Pure di fronte ai numerosi vantaggi che una maggiore apertura all’autonomia privata in materia di società tra professionisti in genere ed in materia di società interdisciplinari in specie può comportare per i professionisti italiani, si deve constatare che, al pari delle altre norme contenute nel provvedimento al vaglio, anche la norma in oggetto ha attirato da parte del mondo professionale, e cioè da parte di coloro che dovrebbero beneficiare – in proprio ed a favore dei propri clienti – dei vantaggi, più critiche che consensi. Alcune di tali critiche paiono senz’altro dotate di buon fondamento. L’intervento, innanzitutto, come si è già accennato e come si vedrà meglio nel prosieguo, merita senz’altro di essere valutato criticamente dal punto di vista tecnico e sistematico. Non può invero tacersi come esista nel ceto professionale il timore che lo strumento societario, ove sia reso praticabile con una generica apertura all’autonomia privata – in assenza di prescrizioni adeguatamente meditate ed analitiche che consentano di creare una cerniera tra la norme dettate da una parte per l’esercizio della professione intellettuale (in generale e per l’esercizio di ciascuna professione specifica in particolare) dall’altra in tema di diritto societario – possa comportare, soprattutto laddove si prendano in considerazione le società c.d. interdisciplinari, il concreto rischio di mettere a repentaglio l’indipendenza del singolo professionista. Non è un caso, infatti, che il tema delle società interdisciplinari sia valutato con grande cautela, e, soprattutto nel settore economico-legale, sia circondato da numerose e pregnanti limitazioni per l’autonomia privata, anche in quegli ordinamenti, come gli ordinamenti nordamericani [15] ed inglese [16], che normalmente appaiono propensi ad aprirsi all’autonomia privata. Non è un caso, parimenti, che il tema delle società interdisciplinari sia, più ancora del tema della società tra professionisti nel suo complesso, del tutto estraneo, per il momento, al vigente diritto comunitario [17], con ciò potendosi dubitare dell’effettiva rispondenza della riforma testé introdotta a quei principi comunitari di libera concorrenza e di libera circolazione delle persone e dei servizi che sono [continua ..]


5.

Si è detto all’inizio che il dibattito dottrinale riguardante le società professionali è stato finora caratterizzato, con qualche pregevole eccezione [19], da una certa astrattezza, essendosi per lo più limitato a discutere di classificazioni dogmatiche, come quella concernente la compatibilità in astratto tra società ed attività che non costituisce impresa [20], oppure dell’interpretazione di norme, quale l’art. 1, legge n. 1815/1939, la cui genericità ed ambiguità difficilmente consentono, senza modificare il piano dell’indagine, di fondare soluzioni percorribili con sufficiente certezza.
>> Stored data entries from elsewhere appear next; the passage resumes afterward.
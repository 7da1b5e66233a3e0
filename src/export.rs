// src/export.rs

use crate::records::{Field, Record};
use crate::search::ResultSet;
use csv::{QuoteStyle, Terminator, WriterBuilder};
use std::{io, path::Path, string::FromUtf8Error};
use thiserror::Error;
use tracing::info;

/// Default download name for an export.
pub const EXPORT_FILE_NAME: &str = "dealership_search_results.csv";

pub const EXPORT_HEADERS: [&str; 9] = [
    "Customer Name",
    "Mobile",
    "Vehicle",
    "Color",
    "Interior",
    "Channel",
    "Finance",
    "Status",
    "Amount",
];

#[derive(Debug, Error)]
pub enum ExportError {
    #[error("failed to encode CSV: {0}")]
    Csv(#[from] csv::Error),
    #[error("failed to write export: {0}")]
    Io(#[from] io::Error),
    #[error("export is not valid UTF-8: {0}")]
    Utf8(#[from] FromUtf8Error),
}

/// The curated column projection for one record. Absent values are empty.
pub fn export_row(record: &Record) -> [String; 9] {
    let text = |field: Field| record.get(field).unwrap_or_default().to_string();
    let vehicle = [Field::ModelText, Field::ModelSeries]
        .into_iter()
        .filter_map(|f| record.get(f))
        .filter(|part| !part.is_empty())
        .collect::<Vec<_>>()
        .join(" ");
    [
        text(Field::CustomerName),
        text(Field::Mobile),
        vehicle,
        text(Field::Color),
        text(Field::InteriorColor),
        text(Field::Channel),
        text(Field::FinanceMode),
        text(Field::ApplicationStatus),
        text(Field::TotalVehicleValue),
    ]
}

/// Header line plus one comma-separated line per record, `\n`-joined.
///
/// Fields holding a comma, quote, CR or LF are double-quoted with inner
/// quotes doubled (RFC 4180), so a stray comma cannot shift columns.
pub fn to_delimited_text(results: &ResultSet) -> Result<String, ExportError> {
    let mut writer = WriterBuilder::new()
        .quote_style(QuoteStyle::Necessary)
        .terminator(Terminator::Any(b'\n'))
        .from_writer(Vec::new());

    writer.write_record(EXPORT_HEADERS)?;
    for record in results.iter() {
        writer.write_record(export_row(record))?;
    }

    let bytes = writer.into_inner().map_err(|e| e.into_error())?;
    let mut text = String::from_utf8(bytes)?;
    // Lines are joined, not terminated.
    if text.ends_with('\n') {
        text.pop();
    }
    Ok(text)
}

/// Write the export blob for `results` to `path`.
pub fn write_export(path: impl AsRef<Path>, results: &ResultSet) -> Result<(), ExportError> {
    let path = path.as_ref();
    let text = to_delimited_text(results)?;
    std::fs::write(path, text)?;
    info!(path = %path.display(), rows = results.len(), "export written");
    Ok(())
}
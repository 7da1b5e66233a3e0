use chrono::{Datelike, NaiveDate};

/// Accepted date layouts, tried in order. Numeric forms other than ISO are
/// day-first, matching how the dealership sheet is filled in.
const FORMATS: &[&str] = &[
    "%Y-%m-%d",
    "%Y/%m/%d",
    "%d-%m-%Y",
    "%d/%m/%Y",
    "%d.%m.%Y",
    "%d-%b-%y",
    "%d-%b-%Y",
    "%d %b %Y",
];

/// Parse a sheet date cell into a comparable date.
///
/// A trailing time component (`T10:00:00`, ` 10:00:00 AM`) is ignored. Years
/// outside 1900..=2100 are treated as a mis-parse, which keeps `%Y` from
/// swallowing a two-digit year.
pub fn parse_sheet_date(raw: &str) -> Option<NaiveDate> {
    let date = strip_time(raw.trim());
    if date.is_empty() {
        return None;
    }
    FORMATS
        .iter()
        .filter_map(|fmt| NaiveDate::parse_from_str(&date, fmt).ok())
        .find(|d| (1900..=2100).contains(&d.year()))
}

fn strip_time(s: &str) -> String {
    let mut tokens = s.split_whitespace();
    let mut kept: Vec<&str> = tokens.next().into_iter().collect();
    kept.extend(tokens.take_while(|token| !token.contains(':')));
    let date = kept.join(" ");
    match date.split_once('T') {
        Some((day, time)) if time.contains(':') => day.to_string(),
        _ => date,
    }
}
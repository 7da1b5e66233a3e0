// src/portal/mod.rs

//! Portal state as explicit transitions.
//!
//! Every user action goes through [`PortalState::apply`], which derives a new
//! state from the previous one. Views only ever borrow a state.

use crate::export::{self, ExportError};
use crate::pager::{self, Navigation, Page, PageError};
use crate::records::Record;
use crate::search::{match_records, quick::QuickFilter, FilterSpec, ResultSet};
use chrono::NaiveDate;
use std::num::NonZeroUsize;
use std::sync::Arc;
use tracing::{debug, info, warn};

#[derive(Debug, Clone, PartialEq, Eq)]
pub enum LoadStatus {
    Loading,
    Loaded,
    Failed(String),
}

#[derive(Debug, Clone)]
pub enum Action {
    /// The one fetch of this load finished.
    Loaded(Arc<[Record]>),
    LoadFailed(String),
    Search(FilterSpec),
    /// Overlay a preset on the current filters and search.
    QuickFilter { filter: QuickFilter, today: NaiveDate },
    SetPageSize(NonZeroUsize),
    GoToPage(usize),
    NextPage,
    PrevPage,
    /// Back to the search screen; loaded records are kept.
    Reset,
}

/// What the results area should show.
#[derive(Debug, Clone, PartialEq, Eq)]
pub enum Outcome {
    Loading,
    LoadFailed(String),
    NotSearched,
    /// The sheet itself has no data rows.
    NoData,
    /// There is data, but nothing matches the filters.
    NoMatches,
    Matches(usize),
}

#[derive(Debug, Clone)]
pub struct PortalState {
    records: Arc<[Record]>,
    load: LoadStatus,
    filters: FilterSpec,
    searched: bool,
    results: ResultSet,
    page_size: NonZeroUsize,
    page: usize,
}

impl Default for PortalState {
    fn default() -> Self {
        Self::new()
    }
}

impl PortalState {
    pub fn new() -> Self {
        Self {
            records: Arc::from(Vec::new()),
            load: LoadStatus::Loading,
            filters: FilterSpec::default(),
            searched: false,
            results: ResultSet::empty(),
            page_size: pager::default_page_size(),
            page: 1,
        }
    }

    pub fn apply(&self, action: Action) -> Self {
        let mut next = self.clone();
        match action {
            Action::Loaded(records) => {
                info!(records = records.len(), "records loaded");
                next.records = records;
                next.load = LoadStatus::Loaded;
                if next.searched {
                    next.rerun();
                }
            }
            Action::LoadFailed(reason) => {
                warn!(%reason, "record load failed");
                next.records = Arc::from(Vec::new());
                next.load = LoadStatus::Failed(reason);
                next.results = ResultSet::empty();
                next.page = 1;
            }
            Action::Search(filters) => {
                next.filters = filters;
                next.searched = true;
                next.rerun();
            }
            Action::QuickFilter { filter, today } => {
                debug!(preset = %filter, "quick filter");
                next.filters = filter.apply(&self.filters, today);
                next.searched = true;
                next.rerun();
            }
            Action::SetPageSize(size) => {
                next.page_size = size;
                next.page = 1;
            }
            Action::GoToPage(requested) => next.page = self.navigation().jump(requested).page(),
            Action::NextPage => next.page = self.navigation().next().page(),
            Action::PrevPage => next.page = self.navigation().prev().page(),
            Action::Reset => {
                next.filters = FilterSpec::cleared();
                next.searched = false;
                next.results = ResultSet::empty();
                next.page = 1;
            }
        }
        next
    }

    fn rerun(&mut self) {
        self.results = match_records(&self.records, &self.filters);
        self.page = 1;
    }

    pub fn records(&self) -> &Arc<[Record]> {
        &self.records
    }

    pub fn load_status(&self) -> &LoadStatus {
        &self.load
    }

    pub fn filters(&self) -> &FilterSpec {
        &self.filters
    }

    pub fn has_searched(&self) -> bool {
        self.searched
    }

    pub fn results(&self) -> &ResultSet {
        &self.results
    }

    pub fn page_size(&self) -> NonZeroUsize {
        self.page_size
    }

    pub fn page_number(&self) -> usize {
        self.page
    }

    pub fn navigation(&self) -> Navigation {
        Navigation::new(
            self.page,
            pager::total_pages(self.results.len(), self.page_size),
        )
    }

    pub fn current_page(&self) -> Result<Page<'_>, PageError> {
        pager::page(&self.results, self.page_size, self.page)
    }

    pub fn export(&self) -> Result<String, ExportError> {
        export::to_delimited_text(&self.results)
    }

    pub fn outcome(&self) -> Outcome {
        match &self.load {
            LoadStatus::Loading => Outcome::Loading,
            LoadStatus::Failed(reason) => Outcome::LoadFailed(reason.clone()),
            LoadStatus::Loaded if !self.searched => Outcome::NotSearched,
            LoadStatus::Loaded if self.records.is_empty() => Outcome::NoData,
            LoadStatus::Loaded if self.results.is_empty() => Outcome::NoMatches,
            LoadStatus::Loaded => Outcome::Matches(self.results.len()),
        }
    }
}

#[cfg(test)]
mod tests {
    use super::*;
    use crate::records::{normalize_rows, Field};

    fn loaded(n: usize) -> PortalState {
        let mut rows = vec![vec![
            Some("Customer Name".to_string()),
            Some("Fuel Type Description".to_string()),
        ]];
        rows.extend((0..n).map(|i| {
            let fuel = if i % 2 == 0 { "Electric" } else { "Petrol" };
            vec![Some(format!("customer {i}")), Some(fuel.to_string())]
        }));
        PortalState::new().apply(Action::Loaded(Arc::from(normalize_rows(rows))))
    }

    fn search_all() -> Action {
        Action::Search(FilterSpec::default())
    }

    fn size(n: usize) -> NonZeroUsize {
        NonZeroUsize::new(n).unwrap()
    }

    #[test]
    fn starts_loading_then_waits_for_a_search() {
        assert_eq!(PortalState::new().outcome(), Outcome::Loading);
        let state = loaded(3);
        assert_eq!(state.outcome(), Outcome::NotSearched);
        assert_eq!(state.apply(search_all()).outcome(), Outcome::Matches(3));
    }

    #[test]
    fn no_data_and_no_matches_are_distinct() {
        assert_eq!(loaded(0).apply(search_all()).outcome(), Outcome::NoData);

        let nothing = Action::Search(FilterSpec {
            query: "zzz".into(),
            ..Default::default()
        });
        assert_eq!(loaded(3).apply(nothing).outcome(), Outcome::NoMatches);
    }

    #[test]
    fn load_failure_is_reported() {
        let state = PortalState::new().apply(Action::LoadFailed("HTTP 500".into()));
        assert_eq!(state.outcome(), Outcome::LoadFailed("HTTP 500".into()));
    }

    #[test]
    fn transitions_do_not_touch_the_previous_state() {
        let before = loaded(30).apply(search_all());
        let after = before.apply(Action::NextPage);
        assert_eq!(before.page_number(), 1);
        assert_eq!(after.page_number(), 2);
    }

    #[test]
    fn changing_page_size_resets_to_first_page() {
        let state = loaded(60)
            .apply(search_all())
            .apply(Action::GoToPage(4))
            .apply(Action::SetPageSize(size(25)));
        assert_eq!(state.page_number(), 1);
        assert_eq!(state.navigation().total_pages(), 3);
    }

    #[test]
    fn navigation_clamps_before_slicing() {
        let state = loaded(23).apply(search_all());
        assert_eq!(state.apply(Action::GoToPage(0)).page_number(), 1);
        assert_eq!(state.apply(Action::GoToPage(99)).page_number(), 3);
        assert_eq!(state.apply(Action::PrevPage).page_number(), 1);

        let last = state.apply(Action::GoToPage(3));
        assert_eq!(last.apply(Action::NextPage).page_number(), 3);
        let page = last.current_page().unwrap();
        assert_eq!(page.items.len(), 3);
        assert_eq!(page.range(), Some((21, 23)));
    }

    #[test]
    fn new_search_starts_on_page_one() {
        let state = loaded(30)
            .apply(search_all())
            .apply(Action::GoToPage(3))
            .apply(Action::Search(FilterSpec {
                fuel_type: "Electric".into(),
                ..Default::default()
            }));
        assert_eq!(state.page_number(), 1);
        assert_eq!(state.outcome(), Outcome::Matches(15));
        assert!(state
            .results()
            .iter()
            .all(|r| r.get(Field::FuelType) == Some("Electric")));
    }

    #[test]
    fn quick_filter_overlays_current_filters() {
        let today = NaiveDate::from_ymd_opt(2024, 6, 1).unwrap();
        let state = loaded(10)
            .apply(Action::Search(FilterSpec {
                query: "customer 1".into(),
                ..Default::default()
            }))
            .apply(Action::QuickFilter {
                filter: QuickFilter::ElectricVehicles,
                today,
            });
        assert_eq!(state.filters().query, "customer 1");
        assert_eq!(state.filters().fuel_type, "Electric");
        // "customer 1" is Petrol; nothing else contains the query.
        assert_eq!(state.outcome(), Outcome::NoMatches);
    }

    #[test]
    fn reset_keeps_records_but_clears_the_search() {
        let state = loaded(5)
            .apply(Action::Search(FilterSpec {
                query: "customer".into(),
                ..Default::default()
            }))
            .apply(Action::Reset);
        assert_eq!(state.outcome(), Outcome::NotSearched);
        assert!(state.filters().is_empty());
        assert_eq!(state.records().len(), 5);
    }

    #[test]
    fn search_before_load_is_rerun_once_records_arrive() {
        let rows = vec![
            vec![Some("Customer Name".to_string())],
            vec![Some("Jane Doe".to_string())],
        ];
        let state = PortalState::new()
            .apply(Action::Search(FilterSpec {
                query: "jane".into(),
                ..Default::default()
            }))
            .apply(Action::Loaded(Arc::from(normalize_rows(rows))));
        assert_eq!(state.outcome(), Outcome::Matches(1));
    }

    #[test]
    fn exports_the_current_results() {
        let state = loaded(2).apply(search_all());
        assert_eq!(state.export().unwrap().lines().count(), 3);
    }
}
L’emanazione del d.l. n. 223/2006 ha modificato in maniera significativa il quadro di riferimento. Infatti, a seguito dell’introduzione di tale normativa, risulta ormai impossibile, limitatamente alle società interdisciplinari, argomentare dall’art. 1, legge n. 1815/1939 l’illegittimità delle società tra professionisti, dal momento che l’art. 2, d.l. n. 223/2006, convertito nella legge n. 248/2006, sancisce espressamente, nel 1° comma, che «sono abrogate le disposizioni legislative e regolamentari che prevedono con riferimento alle attività professionali e intellettuali … il divieto di fornire all’utenza servizi professionali di tipo interdisciplinare da parte di società di persone o associazioni tra professionisti», ferme comunque le limitazioni poste nel prosieguo della norma, e, nel 3° comma, che «le disposizioni deontologiche e pattizie e i codici di autodisciplina che contengono le prescrizioni di cui al comma 1 sono adeguate, anche con l’adozione di misure a garanzia della qualità della prestazione professionale, entro il 1° gennaio 2007. In caso di mancato adeguamento, a decorrere dalla medesima data le norme in contrasto con quanto previsto dal comma 1 sono in ogni caso nulle». Ne consegue, pertanto, che: – laddove la possibilità di costituire società interdisciplinari trovasse ostacolo in norme di legge, per il loro tenore letterale o per il modo in cui sono interpretate, come per esempio nell’art. 1, legge n. 1815/1939, l’efficacia della norma impeditiva viene meno, per abrogazione tacita, già con l’entrata in vigore del d.l. n. 223, ovvero a partire del 4 luglio [continua ..]


6.

L’emanazione del d.l. n. 223/2006 ha modificato in maniera significativa il quadro di riferimento anche perché consente di superare finalmente la preesistente situazione di incertezza per quanto riguarda le società tra professionisti c.d. monodisciplinari. E ciò per almeno due motivi: – in primo luogo, in quanto ammettere la legittimità delle società tra professionisti interdisciplinari senza ammettere anche quella delle società tra professionisti appartenenti alla medesima categoria sarebbe privo di ogni ragione giustificativa, soprattutto se si considera che tutti gli argomenti tradizionalmente addotti contro la legittimità di queste ultime investono la società tra professionisti come tale, a prescindere dal suo eventuale carattere mono o interdisciplinare; – in secondo luogo, in quanto anche le tre citate condizioni poste dall’art. 2, 1° comma, lett. c), d.l. n. 223/2006 convertito in legge n. 248/2006 rappresentano esigenze che appaiono caratterizzare non soltanto la società tra professionisti di tipo interdisciplinare, bensì, più in generale, qualsiasi società tra professionisti, così come, almeno a prima impressione, qualsiasi associazione tra professionisti diversa dalla società. Le tre condizioni, in altre parole, affrontano, e risolvono in senso rigoroso, tre problemi che non presentano alcuna specificità con riguardo al tema dell’interdisciplinarietà, ma che appaiono piuttosto come aspetti problematici di ogni esercizio in comune dell’attività professionale, anche laddove i professionisti siano iscritti al medesimo elenco o albo: né l’esclusività dell’oggetto sociale (che, per le società interdisciplinari è comunque, per definizione, esclusività di più oggetti sociali), né il divieto di partecipare a più società professionali (la cui deroga avrebbe una più plausibile giustificazione, ragionando in astratto, proprio per le società interdisciplinari, assecondando l’interesse ad associarsi con più professionisti appartenenti a distinte categorie secondo organismi autonomi tra loro), né l’obbligo di eseguire personalmente da parte del professionista socio la prestazione professionale sotto la propria responsabilità (che, come meglio si vedrà, [continua ..]


7.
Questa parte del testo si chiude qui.